Anonymous
Facing Down White Supremacy At Ada’itsx (Fairy Creek)
At the forest entrance to Ada’itsx/Fairy Creek, a pickup truck aggressively swings in, engine revving and music blaring. Obscenities are yelled at the people on the ground. When the truck is asked to please go, lewd comments are sneered back. And then, the truck just stays, the two men inside glaring and watching the bystanders. One of them gets out and shifts around a parked vehicle, continuing to watch. After what seems like an eternity, the man gets back into the idling pickup truck and they peel out in a cloud of dust and black exhaust fumes.
What makes this obnoxious event stick out from any other, is that this is the same pickup truck that rammed through a Wet’suwet’en solidarity blockade just outside of Cumberland on February 10, 2020: an identical paint job, matching licence plates and the same plume of toxic black exhaust. In that February 10 incident, the men in the pickup truck filmed themselves giggling as they smashed through signs and wooden pallets with a confederate flag unabashedly displayed on their dashboard, as seen in footage broadcast by Global News. According to witnesses, men sporting masks with the Canadian flag on them then emerged from the forest and accosted land defenders. Chek news reported “close to 30 drunk people.”
Although these two incidents are 17 months apart, this pickup truck demonstrates a disturbing example of the presence and continuity of white supremacists actively engaged in disrupting both Indigenous and environmental organizing. To see the Confederate flag displayed alongside the Canadian Maple Leaf while assaulting Indigenous land defenders harks back to when a racist mob attacked Indigenous families at Whiskey Trench outside of Montreal in 1990. In that attack, hundreds of people assembled to pelt a convoy of Kahnawake residents with rocks while the police looked on, resulting in one death and dozens of injuries.
More ominous still is the consistency of this sort of behaviour with counterinsurgency tactics. British counterinsurgency doctrine, for example, emphasizes the use of vigilantes as an effective way to subdue anti-colonial movements and provide a means of evading responsibility. As vigilantes engage in their dirty work, the police are conveniently looking the other way or suddenly out of their jurisdiction. In a clever sleight of hand, the narrative is manipulated into one where the police become necessary to protect people’s physical well being from vigilante violence – a twist on the well used metaphor, ‘good cop, bad cop.’

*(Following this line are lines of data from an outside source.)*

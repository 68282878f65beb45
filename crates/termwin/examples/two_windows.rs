//! Two full-screen windows on one terminal. `j`/`k` or arrows move, `Tab` switches window,
//! `m` marks the current row, `q` quits. Logs go to stderr (`RUST_LOG=termwin_core=trace`).

use std::sync::Arc;
use std::sync::Weak;
use termwin::backend::crossterm::CrosstermBackend;
use termwin::dispatch::StopHandle;
use termwin::prelude::*;
use tracing_subscriber::EnvFilter;

fn main() -> Result<(), Box<dyn std::error::Error>> {
    tracing_subscriber::fmt()
        .with_env_filter(
            EnvFilter::try_from_default_env().unwrap_or_else(|_| EnvFilter::new("warn")),
        )
        .with_writer(std::io::stderr)
        .init();

    let backend = Arc::new(CrosstermBackend::new()?);
    let screen = Screen::new(backend.clone());

    let options = WindowOptions {
        scrollable: true,
        ..WindowOptions::new(Color::Reset, Color::Reset, Color::Black, Color::Cyan)
    };
    let files = screen.new_window_with_options(options);
    let numbers = screen.new_window_with_options(WindowOptions {
        row_bg: Color::Yellow,
        ..options
    });

    let mut dispatcher = Dispatcher::new(screen.clone());
    let stop = dispatcher.stop_handle();

    install_handler(&files, Arc::downgrade(&numbers), stop.clone());
    install_handler(&numbers, Arc::downgrade(&files), stop);

    numbers.draw((1..=500).map(|n| format!("{n:>4}  {}", n * n)))?;
    let entries = std::fs::read_dir(".")?
        .filter_map(|e| e.ok())
        .map(|e| e.file_name().to_string_lossy().into_owned());
    files.draw(entries)?;
    files.focus();
    files.redraw()?;
    backend.flush()?;

    // The backend restores the terminal once the last window holding it is dropped.
    dispatcher.run()?;
    Ok(())
}

fn install_handler(window: &Arc<Window>, other: Weak<Window>, stop: StopHandle) {
    let nav = NavBindings::default();
    window.set_event_handler(move |w, ev| {
        let Some(key) = ev.as_key() else {
            if let Err(err) = w.handle_nav_event(&nav, ev) {
                tracing::warn!(error = %err, "redraw failed");
            }
            return;
        };
        let res = match key.code {
            KeyCode::Char('q') => {
                stop.stop();
                Ok(())
            }
            KeyCode::Tab => match other.upgrade() {
                Some(other) => {
                    other.focus();
                    other
                        .redraw()
                        .and_then(|()| other.backend().flush().map_err(Into::into))
                }
                None => Ok(()),
            },
            KeyCode::Char('m') => {
                let index = w.selected() + w.scroll_offset();
                w.mark_row(index, Color::White, Color::Magenta)
                    .and_then(|()| w.redraw())
                    .and_then(|()| w.backend().flush().map_err(Into::into))
            }
            _ => w.handle_nav_event(&nav, ev).map(|_| ()),
        };
        if let Err(err) = res {
            tracing::warn!(error = %err, "event handling failed");
        }
    });
}
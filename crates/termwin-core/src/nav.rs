//! Key bindings for row navigation.
//!
//! [`NavBindings`] turns key and mouse-wheel events into [`NavAction`]s and applies them to a
//! window. Install it as a window's event handler to get a working list view:
//!
//! ```no_run
//! # use termwin_core::nav::NavBindings;
//! # fn demo(window: &termwin_core::window::Window) {
//! let nav = NavBindings::default();
//! window.set_event_handler(move |w, ev| {
//!     if let Err(err) = nav.handle(w, ev) {
//!         tracing::warn!(error = %err, "navigation redraw failed");
//!     }
//! });
//! # }
//! ```

use crate::error::Result;
use crate::input::Event;
use crate::input::KeyCode;
use crate::input::KeyEvent;
use crate::input::MouseEventKind;
use crate::window::Window;

#[derive(Clone, Copy, Debug, PartialEq, Eq)]
pub enum NavAction {
    NextRow,
    PrevRow,
    ScrollUp,
    ScrollDown,
}

#[derive(Clone, Debug)]
pub struct NavBindings {
    pub next_row: Vec<KeyEvent>,
    pub prev_row: Vec<KeyEvent>,
    pub scroll_up: Vec<KeyEvent>,
    pub scroll_down: Vec<KeyEvent>,
    /// Map the mouse wheel to scrolling.
    pub wheel: bool,
}

impl Default for NavBindings {
    fn default() -> Self {
        Self {
            next_row: vec![KeyEvent::new(KeyCode::Down), KeyEvent::char('j')],
            prev_row: vec![KeyEvent::new(KeyCode::Up), KeyEvent::char('k')],
            scroll_up: vec![KeyEvent::ctrl('y')],
            scroll_down: vec![KeyEvent::ctrl('e')],
            wheel: true,
        }
    }
}

impl NavBindings {
    pub fn action_for(&self, key: &KeyEvent) -> Option<NavAction> {
        let hit = |keys: &[KeyEvent]| keys.contains(key);
        if hit(&self.next_row) {
            return Some(NavAction::NextRow);
        }
        if hit(&self.prev_row) {
            return Some(NavAction::PrevRow);
        }
        if hit(&self.scroll_up) {
            return Some(NavAction::ScrollUp);
        }
        if hit(&self.scroll_down) {
            return Some(NavAction::ScrollDown);
        }
        None
    }

    pub fn action_for_event(&self, event: &Event) -> Option<NavAction> {
        match event {
            Event::Key(key) => self.action_for(key),
            Event::Mouse(m) if self.wheel => match m.kind {
                MouseEventKind::ScrollUp => Some(NavAction::ScrollUp),
                MouseEventKind::ScrollDown => Some(NavAction::ScrollDown),
                _ => None,
            },
            _ => None,
        }
    }

    pub fn apply(&self, window: &Window, action: NavAction) {
        match action {
            NavAction::NextRow => window.next_row(),
            NavAction::PrevRow => window.prev_row(),
            NavAction::ScrollUp => window.scroll_up(),
            NavAction::ScrollDown => window.scroll_down(),
        }
    }

    /// Applies the action bound to `event`, then redraws and flushes. Returns whether the event
    /// was bound.
    pub fn handle(&self, window: &Window, event: &Event) -> Result<bool> {
        let Some(action) = self.action_for_event(event) else {
            return Ok(false);
        };
        self.apply(window, action);
        window.redraw()?;
        window.backend().flush()?;
        Ok(true)
    }
}

#[cfg(test)]
mod tests {
    use super::*;
    use crate::backend::test::TestBackend;
    use crate::input::KeyModifiers;
    use crate::input::MouseButton;
    use crate::input::MouseEvent;
    use crate::screen::Screen;
    use crate::window::WindowOptions;
    use ratatui::style::Color;
    use std::sync::Arc;

    #[test]
    fn defaults_cover_arrows_and_vim_keys() {
        let nav = NavBindings::default();
        assert_eq!(
            nav.action_for(&KeyEvent::new(KeyCode::Down)),
            Some(NavAction::NextRow)
        );
        assert_eq!(
            nav.action_for(&KeyEvent::char('k')),
            Some(NavAction::PrevRow)
        );
        assert_eq!(
            nav.action_for(&KeyEvent::ctrl('e')),
            Some(NavAction::ScrollDown)
        );
        assert_eq!(nav.action_for(&KeyEvent::char('e')), None);
    }

    #[test]
    fn wheel_maps_to_scrolling_unless_disabled() {
        let wheel = Event::Mouse(MouseEvent {
            x: 0,
            y: 0,
            kind: MouseEventKind::ScrollDown,
            modifiers: KeyModifiers::none(),
        });
        let click = Event::Mouse(MouseEvent {
            x: 0,
            y: 0,
            kind: MouseEventKind::Down(MouseButton::Left),
            modifiers: KeyModifiers::none(),
        });
        let mut nav = NavBindings::default();
        assert_eq!(nav.action_for_event(&wheel), Some(NavAction::ScrollDown));
        assert_eq!(nav.action_for_event(&click), None);
        nav.wheel = false;
        assert_eq!(nav.action_for_event(&wheel), None);
    }

    #[test]
    fn handle_moves_selection_and_repaints() {
        let backend = Arc::new(TestBackend::new(10, 3));
        let screen = Screen::new(backend.clone());
        let w = screen.new_window_with_options(WindowOptions {
            scrollable: true,
            ..WindowOptions::new(Color::White, Color::Black, Color::Black, Color::Yellow)
        });
        w.draw(["one", "two", "three"]).unwrap();

        let nav = NavBindings::default();
        assert!(nav.handle(&w, &Event::key(KeyCode::Down)).unwrap());
        assert!(!nav.handle(&w, &Event::key(KeyCode::Enter)).unwrap());

        assert_eq!(w.selected(), 1);
        assert_eq!(backend.flush_count(), 1);
        let buf = backend.buffer();
        assert_eq!(buf.cell(0, 1).map(|c| c.bg), Some(Color::Yellow));
        assert_eq!(buf.cell(0, 0).map(|c| c.bg), Some(Color::Black));
    }
}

It must be noted that the signs on the pickup truck – while harassing the people at the Ada’itsx/Fairy Creek entrance July 4th, 2021 – read, “Forestry feeds my family,” and, “I love Canadian Forestry.” These statements are misleading, considering last years’ workers’ eight-month strike against Western Forest Products, a Vancouver-based lumber company trying to chisel away workers’ safety, pensions and seniority benefits. With these pickup truck vigilantes openly displaying their allegiance to Confederate ideology and Canadian nationalism, their attempts to pass themselves off as forestry workers, or at least their allies, is nothing short of fraudulent. The essence and purpose of their actions are immediately laid bare when they are put against the core values of the labour movement: anti-racist, anti-colonial, and solidarity amongst exploited people. The interests, safety, and well being of forestry workers are directly opposed to the priorities of extractivist corporations to pry a profit. The history of labour struggle demonstrates the vast gulf between worker and company man.
In this chaos, the corporations and the Canadian state remain conspicuously silent. While playing the innocent, they continue to brutally subjugate Indigenous people for their own avarice; they continue to make fast money from ecological devastation; and they continue to squeeze profit from the ravaged bodies of workers and loggers.
While the Canadian state and its corporations engage in this exploitative rampage, they spin these issues as unrelated and non-existent. Nevertheless, they have their men on the ground, speeding around in pickup trucks adorned with Confederate and Canadian flags as well as in tactical gear with ‘Blue Lives Matter’ stripes adorning their police insignia.
The face-off at the Ada’itsx/Fairy Creek entrance is but one skirmish in the bigger picture. Do not let the issues be shifted away from their history and redirected into dead ends. Artificial barriers between struggles and people must be broken down, and solidarity re-energized. Indigenous and anti-colonial struggle, workers’ struggle, and ecological balance must not be played off against one another. With the status quo clinging onto power through violence and calculated skullduggery, their legitimacy is an empty myth. Through creativity, energy, and initiative, a more beautiful tomorrow is within reach. Every action creates a new reality!